Pour bon nombre de professionnels, supprimer les dispositifs anti-gaspillage serait une erreur : « enlever l'anti-gaspi pour moi est une grossière erreur, » affirme cette cheffe de rayon. Cette dernière rappelle que ces dispositifs sont essentiels pour les personnes en précarité : « je préfère que des personnes puissent profiter de ces baisses au lieu que ça finisse à la poubelle ! », remarque-t-elle.

 Les clients sont demandeurs de ces espaces, il ne faut surtout pas les supprimer ! »

Pour améliorer ces pratiques, un chef de rayon suggère d’anticiper : « il faut arrêter de mettre en anti-gaspi seulement les produits du jour et réfléchir à inclure les produits un ou deux jours avant en changeant la réduction. C'est du travail, mais c'est optimal ». Cette réduction progressive est d'ailleurs déjà appliquée dans certains magasins : « chez nous on passe à -25% à 2 jours avant la date, -50% le jour J, et on finit par mettre sur des applications comme ToGoodToGo ou Phenix, à partir de 15h, pas avant ».

Former et responsabiliser les équipes

Autre étape clé, la formation. Là encore, il y a un grand travail de sensibilisation à faire. Seul bémol, le turnover sur certains rayons : « on a des gens, ils restent 2 mois, tout au plus. On les forme et une fois partit, on doit recommencer avec un autre, c'est épuisant », souligne ici une cheffe de rayon. Celle-ci complète que « les heures d'absences sont un fléau en magasin : il suffit que quelqu'un manque, qu'on doit bâcler le travail, on est des humains, c'est normal de passer à côté d'un produit arrivé à date ».

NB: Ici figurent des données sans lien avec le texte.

//! Command line arguments and their merge with the config file.

use std::path::{Path, PathBuf};
use std::str::FromStr;
use std::time::Duration;

use clap::Parser;
use log::LevelFilter;
use secrecy::{ExposeSecret, SecretString};

use crate::channel::{PromptMarkers, ShellConfig};
use crate::config::{FileConfig, non_blank};
use crate::driver::{CommandRequest, DEFAULT_COMMAND_TIMEOUT, SessionBuilder};
use crate::error::{ConfigError, Result};
use crate::transport::{DEFAULT_INACTIVITY_TIMEOUT, HostEndpoint, SshOptions};

const DEFAULT_USERNAME: &str = "admin";
const DEFAULT_PASSWORD: &str = "admin";
const DEFAULT_PORT: u16 = 22;

/// Run commands on network switches over interactive SSH shells.
#[derive(Debug, Parser)]
#[command(name = "switchshell", version)]
#[command(about = "Run commands on network switches over interactive SSH shells")]
#[command(long_about = "Connects to every host over SSH and runs each command in an \
interactive shell, waiting for the prompt to come back. Hosts and commands come from \
the command line or a TOML config file; the command line wins. Each command's output \
is written to a file named after the command and a timestamp unless --out is given.")]
pub struct Cli {
    /// Commands to run, comma separated
    #[arg(short = 'r', long = "run-command", value_name = "COMMANDS", value_delimiter = ',')]
    pub run_command: Vec<String>,

    /// Hosts to connect to, comma separated
    #[arg(short = 'n', long, value_name = "HOSTS", value_delimiter = ',')]
    pub hosts: Vec<String>,

    /// Enter enable mode before every command
    #[arg(short, long)]
    pub enable: bool,

    /// Log level: debug, info, warning, error, fatal [default: error]
    #[arg(short, long, value_name = "LEVEL")]
    pub loglevel: Option<String>,

    /// TOML file listing hosts, commands and other settings
    #[arg(short, long = "config-file", value_name = "PATH")]
    pub config_file: Option<PathBuf>,

    /// Write every report into this file
    #[arg(short, long, value_name = "PATH")]
    pub out: Option<PathBuf>,

    /// Login user [default: admin]
    #[arg(short, long)]
    pub username: Option<String>,

    /// Login password [default: admin]
    #[arg(short, long, env = "SWITCHSHELL_PASSWORD", hide_env_values = true)]
    pub password: Option<String>,

    /// SSH port [default: 22]
    #[arg(long)]
    pub port: Option<u16>,

    /// Seconds to wait for the prompt after each command [default: 30]
    #[arg(short, long, value_name = "SECONDS")]
    pub timeout: Option<u64>,

    /// Extra input fed to each command, lines separated by \n
    #[arg(short, long, value_name = "TEXT")]
    pub input: Option<String>,

    /// Do not negotiate zlib compression
    #[arg(long)]
    pub no_compress: bool,

    /// Only write report files, do not print them
    #[arg(short, long)]
    pub quiet: bool,
}

impl Cli {
    /// Merge the command line over the config file, if one was given.
    pub fn into_settings(self) -> Result<Settings> {
        let file = match &self.config_file {
            Some(path) => FileConfig::load(path)?,
            None => FileConfig::default(),
        };
        self.merge(file)
    }

    fn merge(self, file: FileConfig) -> Result<Settings> {
        let hosts = prefer(non_blank(&self.hosts), file.hosts);
        if hosts.is_empty() {
            return Err(ConfigError::Missing("hosts").into());
        }
        let commands = prefer(non_blank(&self.run_command), file.commands);
        if commands.is_empty() {
            return Err(ConfigError::Missing("commands").into());
        }

        let log_level = match self.loglevel.or(file.loglevel) {
            Some(level) => parse_log_level(&level)?,
            None => LevelFilter::Error,
        };

        let timeout = match self.timeout.or(file.timeout) {
            Some(0) => {
                return Err(ConfigError::InvalidValue {
                    key: "timeout",
                    value: "0".to_string(),
                }
                .into());
            }
            Some(seconds) => Duration::from_secs(seconds),
            None => DEFAULT_COMMAND_TIMEOUT,
        };

        let password = self
            .password
            .or(file.password)
            .unwrap_or_else(|| DEFAULT_PASSWORD.to_string());

        Ok(Settings {
            hosts,
            commands,
            enable: self.enable || file.enable.unwrap_or(false),
            log_level,
            username: self
                .username
                .or(file.username)
                .unwrap_or_else(|| DEFAULT_USERNAME.to_string()),
            password: SecretString::from(password),
            port: self.port.or(file.port).unwrap_or(DEFAULT_PORT),
            timeout,
            input: self.input,
            prompts: file.prompts,
            compress: !self.no_compress && file.compress.unwrap_or(true),
            out: self.out,
            echo: !self.quiet,
        })
    }
}

/// Command line entries when there are any, otherwise the file's.
fn prefer(cli: Vec<String>, file: Option<Vec<String>>) -> Vec<String> {
    if cli.is_empty() {
        file.unwrap_or_default()
    } else {
        cli
    }
}

/// Parse a log level name, accepting the `warning`, `fatal` and `critical`
/// spellings as well as the `log` crate's own.
pub fn parse_log_level(level: &str) -> Result<LevelFilter> {
    match level.trim().to_ascii_lowercase().as_str() {
        "warning" => Ok(LevelFilter::Warn),
        "fatal" | "critical" => Ok(LevelFilter::Error),
        other => LevelFilter::from_str(other).map_err(|_| {
            ConfigError::InvalidValue {
                key: "loglevel",
                value: level.to_string(),
            }
            .into()
        }),
    }
}

/// Everything a batch run needs, after merging.
#[derive(Debug)]
pub struct Settings {
    hosts: Vec<String>,
    commands: Vec<String>,
    enable: bool,
    log_level: LevelFilter,
    username: String,
    password: SecretString,
    port: u16,
    timeout: Duration,
    input: Option<String>,
    prompts: Option<Vec<String>>,
    compress: bool,
    out: Option<PathBuf>,
    echo: bool,
}

impl Settings {
    pub fn hosts(&self) -> &[String] {
        &self.hosts
    }

    pub fn commands(&self) -> &[String] {
        &self.commands
    }

    pub fn log_level(&self) -> LevelFilter {
        self.log_level
    }

    /// Single report file, if one was requested.
    pub fn out(&self) -> Option<&Path> {
        self.out.as_deref()
    }

    /// Whether reports are printed as well as written.
    pub fn echo(&self) -> bool {
        self.echo
    }

    /// One endpoint per host, in the given order.
    pub fn endpoints(&self) -> Result<Vec<HostEndpoint>> {
        self.hosts
            .iter()
            .map(|host| {
                SessionBuilder::new(host)
                    .port(self.port)
                    .username(&self.username)
                    .password(self.password.expose_secret())
                    .build_endpoint()
            })
            .collect()
    }

    pub fn ssh_options(&self) -> SshOptions {
        // A host sits idle while its siblings finish the same command
        let idle = (self.timeout * 2).max(DEFAULT_INACTIVITY_TIMEOUT);
        SshOptions {
            compress: self.compress,
            inactivity_timeout: Some(idle),
            ..SshOptions::default()
        }
    }

    pub fn shell_config(&self) -> ShellConfig {
        match &self.prompts {
            Some(prompts) => ShellConfig::default().with_prompts(PromptMarkers::new(prompts.iter().cloned())),
            None => ShellConfig::default(),
        }
    }

    /// One request per command, in the given order.
    pub fn requests(&self) -> Vec<CommandRequest> {
        self.commands
            .iter()
            .map(|command| {
                let request = CommandRequest::new(command.as_str())
                    .with_timeout(self.timeout)
                    .with_enable(self.enable);
                match &self.input {
                    Some(input) => request.with_input(input),
                    None => request,
                }
            })
            .collect()
    }
}

#[cfg(test)]
mod tests {
    use super::*;
    use crate::error::Error;

    fn parse(args: &[&str]) -> Cli {
        Cli::try_parse_from(std::iter::once("switchshell").chain(args.iter().copied())).unwrap()
    }

    fn settings(args: &[&str], file: FileConfig) -> Result<Settings> {
        parse(args).merge(file)
    }

    #[test]
    fn test_comma_separated_lists() {
        let cli = parse(&["-n", "sw1,sw2", "-r", "show version,show clock"]);
        assert_eq!(cli.hosts, ["sw1", "sw2"]);
        assert_eq!(cli.run_command, ["show version", "show clock"]);
    }

    #[test]
    fn test_defaults() {
        let settings = settings(&["-n", "sw1", "-r", "show version"], FileConfig::default()).unwrap();

        assert_eq!(settings.log_level(), LevelFilter::Error);
        assert_eq!(settings.port, 22);
        assert_eq!(settings.username, "admin");
        assert_eq!(settings.password.expose_secret(), "admin");
        assert!(settings.compress);
        assert!(settings.echo());
        assert!(settings.out().is_none());

        let requests = settings.requests();
        assert_eq!(requests.len(), 1);
        assert_eq!(requests[0].timeout(), DEFAULT_COMMAND_TIMEOUT);
        assert!(!requests[0].enable());
        assert!(requests[0].input().is_empty());
    }

    #[test]
    fn test_command_line_overrides_file() {
        let file = FileConfig {
            hosts: Some(vec!["file-sw".to_string()]),
            commands: Some(vec!["show configuration".to_string()]),
            loglevel: Some("debug".to_string()),
            port: Some(2222),
            timeout: Some(60),
            ..FileConfig::default()
        };
        let settings = settings(&["-n", "cli-sw", "-l", "warning", "-t", "5"], file).unwrap();

        assert_eq!(settings.hosts(), ["cli-sw"]);
        assert_eq!(settings.commands(), ["show configuration"]);
        assert_eq!(settings.log_level(), LevelFilter::Warn);
        assert_eq!(settings.port, 2222);
        assert_eq!(settings.requests()[0].timeout(), Duration::from_secs(5));
    }

    #[test]
    fn test_inactivity_timeout_outlasts_long_commands() {
        let settings = settings(&["-n", "sw1", "-r", "show tech-support", "-t", "600"], FileConfig::default()).unwrap();
        assert_eq!(settings.ssh_options().inactivity_timeout, Some(Duration::from_secs(1200)));
    }

    #[test]
    fn test_enable_from_either_source() {
        let file = FileConfig {
            enable: Some(true),
            ..FileConfig::default()
        };
        let from_file = settings(&["-n", "sw1", "-r", "show run"], file).unwrap();
        assert!(from_file.requests()[0].enable());

        let from_cli = settings(&["-n", "sw1", "-r", "show run", "-e"], FileConfig::default()).unwrap();
        assert_eq!(from_cli.requests()[0].wire_command(), "enable\nshow run");
    }

    #[test]
    fn test_missing_hosts_or_commands() {
        let err = settings(&["-r", "show version"], FileConfig::default()).unwrap_err();
        assert!(matches!(err, Error::Config(ConfigError::Missing("hosts"))));

        let err = settings(&["-n", " , "], FileConfig::default()).unwrap_err();
        assert!(matches!(err, Error::Config(ConfigError::Missing("hosts"))));

        let err = settings(&["-n", "sw1"], FileConfig::default()).unwrap_err();
        assert!(matches!(err, Error::Config(ConfigError::Missing("commands"))));
        assert!(err.to_string().contains("Specify commands"));
    }

    #[test]
    fn test_blank_entries_dropped() {
        let settings = settings(&["-n", "sw1, ,sw2 ", "-r", "show version,"], FileConfig::default()).unwrap();
        assert_eq!(settings.hosts(), ["sw1", "sw2"]);
        assert_eq!(settings.commands(), ["show version"]);
    }

    #[test]
    fn test_input_applies_to_every_command() {
        let settings = settings(
            &["-n", "sw1", "-r", "reload,show clock", "-i", "yes\\nno"],
            FileConfig::default(),
        )
        .unwrap();
        for request in settings.requests() {
            assert_eq!(request.input(), ["yes", "no"]);
        }
    }

    #[test]
    fn test_endpoints_follow_host_order() {
        let settings = settings(
            &["-n", "sw2,sw1", "-r", "show version", "-u", "operator", "--port", "2200"],
            FileConfig::default(),
        )
        .unwrap();
        let endpoints = settings.endpoints().unwrap();
        let targets: Vec<String> = endpoints.iter().map(|e| e.display_target()).collect();
        assert_eq!(targets, ["operator@sw2:2200", "operator@sw1:2200"]);
    }

    #[test]
    fn test_compression_and_prompts() {
        let file = FileConfig {
            prompts: Some(vec!["$ ".to_string()]),
            ..FileConfig::default()
        };
        let settings = settings(&["-n", "sw1", "-r", "ls", "--no-compress", "--quiet"], file).unwrap();

        assert!(!settings.ssh_options().compress);
        assert_eq!(settings.ssh_options().inactivity_timeout, Some(DEFAULT_INACTIVITY_TIMEOUT));
        assert!(!settings.echo());
        assert_eq!(settings.shell_config().prompts.markers(), ["$ "]);
    }

    #[test]
    fn test_zero_timeout_rejected() {
        let err = settings(&["-n", "sw1", "-r", "ls", "-t", "0"], FileConfig::default()).unwrap_err();
        assert!(matches!(err, Error::Config(ConfigError::InvalidValue { key: "timeout", .. })));
    }

    #[test]
    fn test_parse_log_level() {
        assert_eq!(parse_log_level("DEBUG").unwrap(), LevelFilter::Debug);
        assert_eq!(parse_log_level("warning").unwrap(), LevelFilter::Warn);
        assert_eq!(parse_log_level("FATAL").unwrap(), LevelFilter::Error);
        assert_eq!(parse_log_level("info").unwrap(), LevelFilter::Info);
        assert!(parse_log_level("loud").is_err());
    }

    #[test]
    fn test_missing_config_file() {
        let dir = tempfile::tempdir().unwrap();
        let path = dir.path().join("absent.toml");
        let cli = parse(&["-n", "sw1", "-r", "ls", "-c", path.to_str().unwrap()]);
        let err = cli.into_settings().unwrap_err();
        assert!(matches!(err, Error::Config(ConfigError::NotFound(_))));
    }
}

Pour autant, les magasins misent sur la formation et l’implication des équipes comme étape déterminante dans la lutte contre le gaspillage. Pour ce chef de rayon, « tout cela est gérable avec une organisation mise en place, un minimum de formation des managers à leur équipe et une implication de tout le monde ». Il propose aussi de s’appuyer sur des outils comme les applications de gestion anti-gaspillage et des solutions externes comme Zéro-gâchis.

Pour ce directeur, le magasin va même encore plus loin en mettant en place une incitation financière pour motiver les salariés : « on responsabilise les salariés avec une prime pour éviter les ruptures/stocks ».

Miser sur la présentation et l’animation des ventes

Dernière étape clé, améliorer l’expérience client. Cela passe par « faire gouter les produits » ou de « proposer une petite promotion pour inciter les gens à essayer ». Cela « fonctionne sur les nouveautés dont les ventes ont parfois du mal à décoller », reconnait ce manager. On en revient sur la rationalisation de l'offre et la taille de l'assortiment. 


En résumé, la première étape dans la lutte contre le gaspillage réside dans le travail fait en amont, comme l'explique un chef de rayon : « ça passe par analyser son mix, ses ventes, ses positionnements de prix, quel que soit le rayon, c'est un fondamental du rôle de responsable de rayon ».

Tous les salariés reconnaissent qu'une gestion rigoureuse de la casse passe par des commandes optimisées et des assortiments équilibrés.